→ TASK REQUIREMENTS
Check each line of the material below for "aggregate". Report how many have it, with no other words.

→ RECORDS TO USE
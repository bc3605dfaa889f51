//! REST API handlers
//!
//! Every POST route runs the same preamble: authenticate, parse the body,
//! then claim the cooldown slot for this user, route and body.

use std::collections::hash_map::DefaultHasher;
use std::hash::{Hash, Hasher};

use axum::body::Bytes;
use axum::extract::State;
use axum::http::HeaderMap;
use axum::Json;
use serde::de::DeserializeOwned;
use serde_json::{json, Value};

use recommender::aggregate;
use shared::logging::ServiceId;
use shared::{
    service_info, service_warn, GenerationRequest, PlanGenerationRequest, RecommendationRequest, SessionSummary,
    DO_NOT_REPEAT_LIMIT,
};

use crate::error::{WebServerError, WebServerResult};
use crate::state::AppState;
use crate::types::{ArtifactRecord, DrillResponse, Identity, PlanResponse, RecommendationResponse, StoredArtifact};
use crate::web::auth::authenticate;

const SERVICE: ServiceId = ServiceId::WebServer;

const DRILL_ALGORITHM: &str = "agentic_pipeline_v2";
const PLAN_ALGORITHM: &str = "single_stage_plan_v1";

fn parse_body<T: DeserializeOwned>(body: &Bytes) -> WebServerResult<T> {
    serde_json::from_slice(body).map_err(|e| WebServerError::MalformedJson { details: e.to_string() })
}

fn cooldown_key(user_id: &str, route: &str, body: &Bytes) -> String {
    let mut hasher = DefaultHasher::new();
    body.hash(&mut hasher);
    format!("{user_id}:{route}:{:016x}", hasher.finish())
}

/// Authenticate, parse and take the cooldown slot, returning the key so a
/// failed run can give it back
async fn admit<T: DeserializeOwned>(
    state: &AppState,
    headers: &HeaderMap,
    route: &str,
    body: &Bytes,
) -> WebServerResult<(Identity, T, String)> {
    let identity = authenticate(state, headers).await?;
    let request = parse_body(body)?;

    let key = cooldown_key(&identity.user_id, route, body);
    if let Err(left) = state.cooldown.try_acquire(key.clone()).await {
        let retry_after_secs = u64::try_from(left.num_seconds()).unwrap_or(0).max(1);
        service_warn!(SERVICE, user_id = %identity.user_id, route, retry_after_secs, "duplicate request inside cooldown");
        return Err(WebServerError::Cooldown { retry_after_secs });
    }

    Ok((identity, request, key))
}

/// Digest of the player's history handed to the Scout
fn history_summary(state: &AppState, sessions: &[SessionSummary]) -> String {
    let scoring = state.scorer.config();
    aggregate(sessions, state.clock.now(), &scoring.windows, scoring.max_sessions).describe()
}

/// Health check endpoint - GET /health
pub async fn health() -> Json<Value> {
    Json(json!({
        "status": "ok",
        "version": env!("CARGO_PKG_VERSION")
    }))
}

/// Drill generation endpoint - POST /api/drills/generate
pub async fn generate_drill(
    State(state): State<AppState>,
    headers: HeaderMap,
    body: Bytes,
) -> WebServerResult<Json<DrillResponse>> {
    let (identity, mut request, key) = admit::<GenerationRequest>(&state, &headers, "drills", &body).await?;

    let result = run_drill(&state, &identity, &mut request).await;
    if result.is_err() {
        state.cooldown.release(&key).await;
    }
    result.map(Json)
}

async fn run_drill(state: &AppState, identity: &Identity, request: &mut GenerationRequest) -> WebServerResult<DrillResponse> {
    if !identity.is_anonymous() {
        let stored = state.store.recent_drill_names(&identity.user_id, DO_NOT_REPEAT_LIMIT).await?;
        request.merge_recent_artifact_names(stored);
    }

    let summary = history_summary(state, &request.recent_sessions);
    service_info!(SERVICE, user_id = %identity.user_id, sessions = request.recent_sessions.len(), "🎯 generating drill");

    let drill = state.drills.generate(request, Some(&summary)).await?;

    let generated_at = state.clock.now();
    let record = ArtifactRecord::new(identity.user_id.clone(), StoredArtifact::Drill(drill.clone()), generated_at);
    let id = record.id;
    state.store.upsert(record).await?;

    service_info!(SERVICE, user_id = %identity.user_id, drill = %drill.name, "✅ drill generated");
    Ok(DrillResponse {
        id,
        user_id: identity.user_id.clone(),
        drill,
        algorithm: DRILL_ALGORITHM.to_string(),
        generated_at,
        model_version: state.model_version.clone(),
        requirements: request.requirements.clone(),
    })
}

/// Training plan endpoint - POST /api/plans/generate
pub async fn generate_plan(
    State(state): State<AppState>,
    headers: HeaderMap,
    body: Bytes,
) -> WebServerResult<Json<PlanResponse>> {
    let (identity, request, key) = admit::<PlanGenerationRequest>(&state, &headers, "plans", &body).await?;

    let result = run_plan(&state, &identity, &request).await;
    if result.is_err() {
        state.cooldown.release(&key).await;
    }
    result.map(Json)
}

async fn run_plan(state: &AppState, identity: &Identity, request: &PlanGenerationRequest) -> WebServerResult<PlanResponse> {
    let summary = history_summary(state, &request.base.recent_sessions);
    service_info!(SERVICE, user_id = %identity.user_id, weeks = request.duration_weeks, "📅 generating plan");

    let plan = state.plans.generate(request, Some(&summary)).await?;

    let generated_at = state.clock.now();
    let record = ArtifactRecord::new(identity.user_id.clone(), StoredArtifact::Plan(plan.clone()), generated_at);
    let id = record.id;
    state.store.upsert(record).await?;

    service_info!(SERVICE, user_id = %identity.user_id, plan = %plan.name, sessions = plan.session_count(), "✅ plan generated");
    Ok(PlanResponse {
        id,
        user_id: identity.user_id.clone(),
        plan,
        algorithm: PLAN_ALGORITHM.to_string(),
        generated_at,
        model_version: state.model_version.clone(),
    })
}

/// Recommendation endpoint - POST /api/recommendations
pub async fn recommend(
    State(state): State<AppState>,
    headers: HeaderMap,
    body: Bytes,
) -> WebServerResult<Json<RecommendationResponse>> {
    let (identity, request, key) = admit::<RecommendationRequest>(&state, &headers, "recommendations", &body).await?;

    if request.candidates.is_empty() {
        state.cooldown.release(&key).await;
        return Err(WebServerError::InvalidRequest {
            details: "candidates: at least one candidate exercise is required".to_string(),
        });
    }

    if let Err(err) = request.check_ranges() {
        state.cooldown.release(&key).await;
        return Err(WebServerError::InvalidRequest { details: err.to_string() });
    }

    let now = state.clock.now();
    let recommendations = state.scorer.recommend(&request, now);
    service_info!(
        SERVICE,
        user_id = %identity.user_id,
        candidates = request.candidates.len(),
        returned = recommendations.len(),
        "📋 recommendations ranked"
    );

    Ok(Json(RecommendationResponse {
        user_id: identity.user_id,
        recommendations,
        generated_at: now,
    }))
}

→ WRITTEN ANSWER
2